Every line below must be reproduced exactly. Copy them all.

- **Provided data**
········

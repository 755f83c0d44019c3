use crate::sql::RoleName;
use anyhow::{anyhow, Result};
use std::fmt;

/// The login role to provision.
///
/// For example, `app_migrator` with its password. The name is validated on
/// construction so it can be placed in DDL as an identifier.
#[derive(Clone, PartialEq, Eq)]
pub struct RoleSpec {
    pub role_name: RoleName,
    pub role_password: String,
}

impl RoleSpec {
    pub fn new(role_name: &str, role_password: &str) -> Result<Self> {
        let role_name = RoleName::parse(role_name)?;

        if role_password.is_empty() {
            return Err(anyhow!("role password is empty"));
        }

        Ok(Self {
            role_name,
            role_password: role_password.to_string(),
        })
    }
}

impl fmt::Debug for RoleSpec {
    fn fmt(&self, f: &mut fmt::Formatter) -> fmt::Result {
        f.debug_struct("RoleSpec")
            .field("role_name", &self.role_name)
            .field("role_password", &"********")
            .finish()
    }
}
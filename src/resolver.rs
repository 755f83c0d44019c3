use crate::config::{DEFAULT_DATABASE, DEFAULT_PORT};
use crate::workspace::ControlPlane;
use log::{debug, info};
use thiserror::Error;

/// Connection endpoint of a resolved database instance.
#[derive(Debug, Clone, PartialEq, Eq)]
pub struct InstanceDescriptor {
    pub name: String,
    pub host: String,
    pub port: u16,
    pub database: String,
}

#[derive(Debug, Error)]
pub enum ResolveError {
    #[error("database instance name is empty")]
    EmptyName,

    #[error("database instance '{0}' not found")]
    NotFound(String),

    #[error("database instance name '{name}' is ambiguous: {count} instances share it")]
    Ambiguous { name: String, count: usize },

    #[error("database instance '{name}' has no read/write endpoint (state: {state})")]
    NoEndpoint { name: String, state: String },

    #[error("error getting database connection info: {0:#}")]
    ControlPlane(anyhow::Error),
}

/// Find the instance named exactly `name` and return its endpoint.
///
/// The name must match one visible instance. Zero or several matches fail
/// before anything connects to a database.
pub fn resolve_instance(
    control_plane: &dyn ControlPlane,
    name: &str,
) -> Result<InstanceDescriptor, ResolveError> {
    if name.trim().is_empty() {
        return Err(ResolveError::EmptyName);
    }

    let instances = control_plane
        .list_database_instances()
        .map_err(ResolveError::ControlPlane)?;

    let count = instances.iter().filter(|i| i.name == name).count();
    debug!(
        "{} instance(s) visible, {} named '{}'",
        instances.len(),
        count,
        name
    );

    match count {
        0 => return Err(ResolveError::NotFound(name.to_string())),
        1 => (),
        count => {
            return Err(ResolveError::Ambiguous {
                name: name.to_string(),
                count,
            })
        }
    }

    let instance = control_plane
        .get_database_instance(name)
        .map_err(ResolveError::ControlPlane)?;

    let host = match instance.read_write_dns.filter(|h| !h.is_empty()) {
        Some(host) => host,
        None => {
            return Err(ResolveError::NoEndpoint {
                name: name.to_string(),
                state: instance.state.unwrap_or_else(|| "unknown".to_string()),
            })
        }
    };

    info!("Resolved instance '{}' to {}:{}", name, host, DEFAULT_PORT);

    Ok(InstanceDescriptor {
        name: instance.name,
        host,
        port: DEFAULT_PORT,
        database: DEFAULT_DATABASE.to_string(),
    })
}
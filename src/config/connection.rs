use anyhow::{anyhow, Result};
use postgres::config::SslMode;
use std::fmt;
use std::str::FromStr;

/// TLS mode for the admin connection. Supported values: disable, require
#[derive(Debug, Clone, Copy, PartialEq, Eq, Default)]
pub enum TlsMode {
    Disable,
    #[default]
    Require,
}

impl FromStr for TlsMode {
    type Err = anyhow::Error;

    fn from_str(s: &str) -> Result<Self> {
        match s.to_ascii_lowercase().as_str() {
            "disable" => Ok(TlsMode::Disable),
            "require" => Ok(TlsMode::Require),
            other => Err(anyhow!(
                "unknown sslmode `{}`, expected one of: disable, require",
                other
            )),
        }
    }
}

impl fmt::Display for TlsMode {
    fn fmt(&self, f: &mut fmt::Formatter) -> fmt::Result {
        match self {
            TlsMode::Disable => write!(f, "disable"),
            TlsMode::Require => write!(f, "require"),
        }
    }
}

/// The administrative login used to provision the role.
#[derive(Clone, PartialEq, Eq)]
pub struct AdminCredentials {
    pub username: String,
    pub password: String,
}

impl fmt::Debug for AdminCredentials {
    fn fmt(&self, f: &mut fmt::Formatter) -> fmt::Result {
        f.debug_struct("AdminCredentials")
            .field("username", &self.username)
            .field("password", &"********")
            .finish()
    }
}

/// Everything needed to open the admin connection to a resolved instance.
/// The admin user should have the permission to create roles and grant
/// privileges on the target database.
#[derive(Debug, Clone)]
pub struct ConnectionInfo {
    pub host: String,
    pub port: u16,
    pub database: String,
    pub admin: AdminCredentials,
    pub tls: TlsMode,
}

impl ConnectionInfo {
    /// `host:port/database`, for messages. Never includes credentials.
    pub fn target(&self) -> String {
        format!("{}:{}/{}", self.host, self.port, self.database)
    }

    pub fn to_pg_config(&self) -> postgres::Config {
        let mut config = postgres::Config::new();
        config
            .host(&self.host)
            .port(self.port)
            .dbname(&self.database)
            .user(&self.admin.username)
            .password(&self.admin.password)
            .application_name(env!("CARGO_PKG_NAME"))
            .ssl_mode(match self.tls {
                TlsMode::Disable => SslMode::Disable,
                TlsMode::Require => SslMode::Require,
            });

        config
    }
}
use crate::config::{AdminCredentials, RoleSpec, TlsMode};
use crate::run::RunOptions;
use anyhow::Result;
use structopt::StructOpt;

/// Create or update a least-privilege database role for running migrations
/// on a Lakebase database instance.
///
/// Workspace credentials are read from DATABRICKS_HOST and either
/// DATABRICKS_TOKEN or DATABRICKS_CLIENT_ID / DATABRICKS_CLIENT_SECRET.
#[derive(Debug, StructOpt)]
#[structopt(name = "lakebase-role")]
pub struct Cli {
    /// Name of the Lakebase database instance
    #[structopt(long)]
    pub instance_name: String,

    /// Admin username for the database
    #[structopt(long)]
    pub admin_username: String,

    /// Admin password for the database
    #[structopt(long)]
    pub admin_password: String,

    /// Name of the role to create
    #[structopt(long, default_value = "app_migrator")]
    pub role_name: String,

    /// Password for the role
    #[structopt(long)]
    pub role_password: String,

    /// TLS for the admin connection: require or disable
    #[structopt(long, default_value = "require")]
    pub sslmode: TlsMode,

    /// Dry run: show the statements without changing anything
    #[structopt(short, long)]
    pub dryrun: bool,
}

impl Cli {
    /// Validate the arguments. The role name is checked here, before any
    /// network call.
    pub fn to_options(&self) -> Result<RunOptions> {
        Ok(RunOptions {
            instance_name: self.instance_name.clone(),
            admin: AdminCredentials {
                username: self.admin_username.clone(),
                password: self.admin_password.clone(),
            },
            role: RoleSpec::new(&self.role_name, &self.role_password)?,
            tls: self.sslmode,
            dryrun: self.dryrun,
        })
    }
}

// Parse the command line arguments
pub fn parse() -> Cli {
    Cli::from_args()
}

········

- **Task solution**
repository 755f83c0d44019c3
use crate::sql::RoleName;
use anyhow::{anyhow, Result};
use std::fmt;

/// The login role to provision.
///
/// For example, `app_migrator` with its password. The name is validated on
/// construction so it can be placed in DDL as an identifier.
#[derive(Clone, PartialEq, Eq)]
pub struct RoleSpec {
    pub role_name: RoleName,
    pub role_password: String,
}

impl RoleSpec {
    pub fn new(role_name: &str, role_password: &str) -> Result<Self> {
        let role_name = RoleName::parse(role_name)?;

        if role_password.is_empty() {
            return Err(anyhow!("role password is empty"));
        }

        Ok(Self {
            role_name,
            role_password: role_password.to_string(),
        })
    }
}

impl fmt::Debug for RoleSpec {
    fn fmt(&self, f: &mut fmt::Formatter) -> fmt::Result {
        f.debug_struct("RoleSpec")
            .field("role_name", &self.role_name)
            .field("role_password", &"********")
            .finish()
    }
}
filename src/resolver.rs
repository 755f83c0d44019c3
use crate::config::{DEFAULT_DATABASE, DEFAULT_PORT};
use crate::workspace::ControlPlane;
use log::{debug, info};
use thiserror::Error;

/// Connection endpoint of a resolved database instance.
#[derive(Debug, Clone, PartialEq, Eq)]
pub struct InstanceDescriptor {
    pub name: String,
    pub host: String,
    pub port: u16,
    pub database: String,
}

#[derive(Debug, Error)]
pub enum ResolveError {
    #[error("database instance name is empty")]
    EmptyName,

    #[error("database instance '{0}' not found")]
    NotFound(String),

    #[error("database instance name '{name}' is ambiguous: {count} instances share it")]
    Ambiguous { name: String, count: usize },

    #[error("database instance '{name}' has no read/write endpoint (state: {state})")]
    NoEndpoint { name: String, state: String },

    #[error("error getting database connection info: {0:#}")]
    ControlPlane(anyhow::Error),
}

/// Find the instance named exactly `name` and return its endpoint.
///
/// The name must match one visible instance. Zero or several matches fail
/// before anything connects to a database.
pub fn resolve_instance(
    control_plane: &dyn ControlPlane,
    name: &str,
) -> Result<InstanceDescriptor, ResolveError> {
    if name.trim().is_empty() {
        return Err(ResolveError::EmptyName);
    }

    let instances = control_plane
        .list_database_instances()
        .map_err(ResolveError::ControlPlane)?;

    let count = instances.iter().filter(|i| i.name == name).count();
    debug!(
        "{} instance(s) visible, {} named '{}'",
        instances.len(),
        count,
        name
    );

    match count {
        0 => return Err(ResolveError::NotFound(name.to_string())),
        1 => (),
        count => {
            return Err(ResolveError::Ambiguous {
                name: name.to_string(),
                count,
            })
        }
    }

    let instance = control_plane
        .get_database_instance(name)
        .map_err(ResolveError::ControlPlane)?;

    let host = match instance.read_write_dns.filter(|h| !h.is_empty()) {
        Some(host) => host,
        None => {
            return Err(ResolveError::NoEndpoint {
                name: name.to_string(),
                state: instance.state.unwrap_or_else(|| "unknown".to_string()),
            })
        }
    };

    info!("Resolved instance '{}' to {}:{}", name, host, DEFAULT_PORT);

    Ok(InstanceDescriptor {
        name: instance.name,
        host,
        port: DEFAULT_PORT,
        database: DEFAULT_DATABASE.to_string(),
    })
}
filename src/config/connection.rs
use anyhow::{anyhow, Result};
use postgres::config::SslMode;
use std::fmt;
use std::str::FromStr;

/// TLS mode for the admin connection. Supported values: disable, require
#[derive(Debug, Clone, Copy, PartialEq, Eq, Default)]
pub enum TlsMode {
    Disable,
    #[default]
    Require,
}

impl FromStr for TlsMode {
    type Err = anyhow::Error;

    fn from_str(s: &str) -> Result<Self> {
        match s.to_ascii_lowercase().as_str() {
            "disable" => Ok(TlsMode::Disable),
            "require" => Ok(TlsMode::Require),
            other => Err(anyhow!(
                "unknown sslmode `{}`, expected one of: disable, require",
                other
            )),
        }
    }
}

impl fmt::Display for TlsMode {
    fn fmt(&self, f: &mut fmt::Formatter) -> fmt::Result {
        match self {
            TlsMode::Disable => write!(f, "disable"),
            TlsMode::Require => write!(f, "require"),
        }
    }
}

/// The administrative login used to provision the role.
#[derive(Clone, PartialEq, Eq)]
pub struct AdminCredentials {
    pub username: String,
    pub password: String,
}

impl fmt::Debug for AdminCredentials {
    fn fmt(&self, f: &mut fmt::Formatter) -> fmt::Result {
        f.debug_struct("AdminCredentials")
            .field("username", &self.username)
            .field("password", &"********")
            .finish()
    }
}

/// Everything needed to open the admin connection to a resolved instance.
/// The admin user should have the permission to create roles and grant
/// privileges on the target database.
#[derive(Debug, Clone)]
pub struct ConnectionInfo {
    pub host: String,
    pub port: u16,
    pub database: String,
    pub admin: AdminCredentials,
    pub tls: TlsMode,
}

impl ConnectionInfo {
    /// `host:port/database`, for messages. Never includes credentials.
    pub fn target(&self) -> String {
        format!("{}:{}/{}", self.host, self.port, self.database)
    }

    pub fn to_pg_config(&self) -> postgres::Config {
        let mut config = postgres::Config::new();
        config
            .host(&self.host)
            .port(self.port)
            .dbname(&self.database)
            .user(&self.admin.username)
            .password(&self.admin.password)
            .application_name(env!("CARGO_PKG_NAME"))
            .ssl_mode(match self.tls {
                TlsMode::Disable => SslMode::Disable,
                TlsMode::Require => SslMode::Require,
            });

        config
    }
}
use crate::config::{AdminCredentials, RoleSpec, TlsMode};
use crate::run::RunOptions;
use anyhow::Result;
use structopt::StructOpt;

/// Create or update a least-privilege database role for running migrations
/// on a Lakebase database instance.
///
/// Workspace credentials are read from DATABRICKS_HOST and either
/// DATABRICKS_TOKEN or DATABRICKS_CLIENT_ID / DATABRICKS_CLIENT_SECRET.
#[derive(Debug, StructOpt)]
#[structopt(name = "lakebase-role")]
pub struct Cli {
    /// Name of the Lakebase database instance
    #[structopt(long)]
    pub instance_name: String,

    /// Admin username for the database
    #[structopt(long)]
    pub admin_username: String,

    /// Admin password for the database
    #[structopt(long)]
    pub admin_password: String,

    /// Name of the role to create
    #[structopt(long, default_value = "app_migrator")]
    pub role_name: String,

    /// Password for the role
    #[structopt(long)]
    pub role_password: String,

    /// TLS for the admin connection: require or disable
    #[structopt(long, default_value = "require")]
    pub sslmode: TlsMode,

    /// Dry run: show the statements without changing anything
    #[structopt(short, long)]
    pub dryrun: bool,
}

impl Cli {
    /// Validate the arguments. The role name is checked here, before any
    /// network call.
    pub fn to_options(&self) -> Result<RunOptions> {
        Ok(RunOptions {
            instance_name: self.instance_name.clone(),
            admin: AdminCredentials {
                username: self.admin_username.clone(),
                password: self.admin_password.clone(),
            },
            role: RoleSpec::new(&self.role_name, &self.role_password)?,
            tls: self.sslmode,
            dryrun: self.dryrun,
        })
    }
}

// Parse the command line arguments
pub fn parse() -> Cli {
    Cli::from_args()
}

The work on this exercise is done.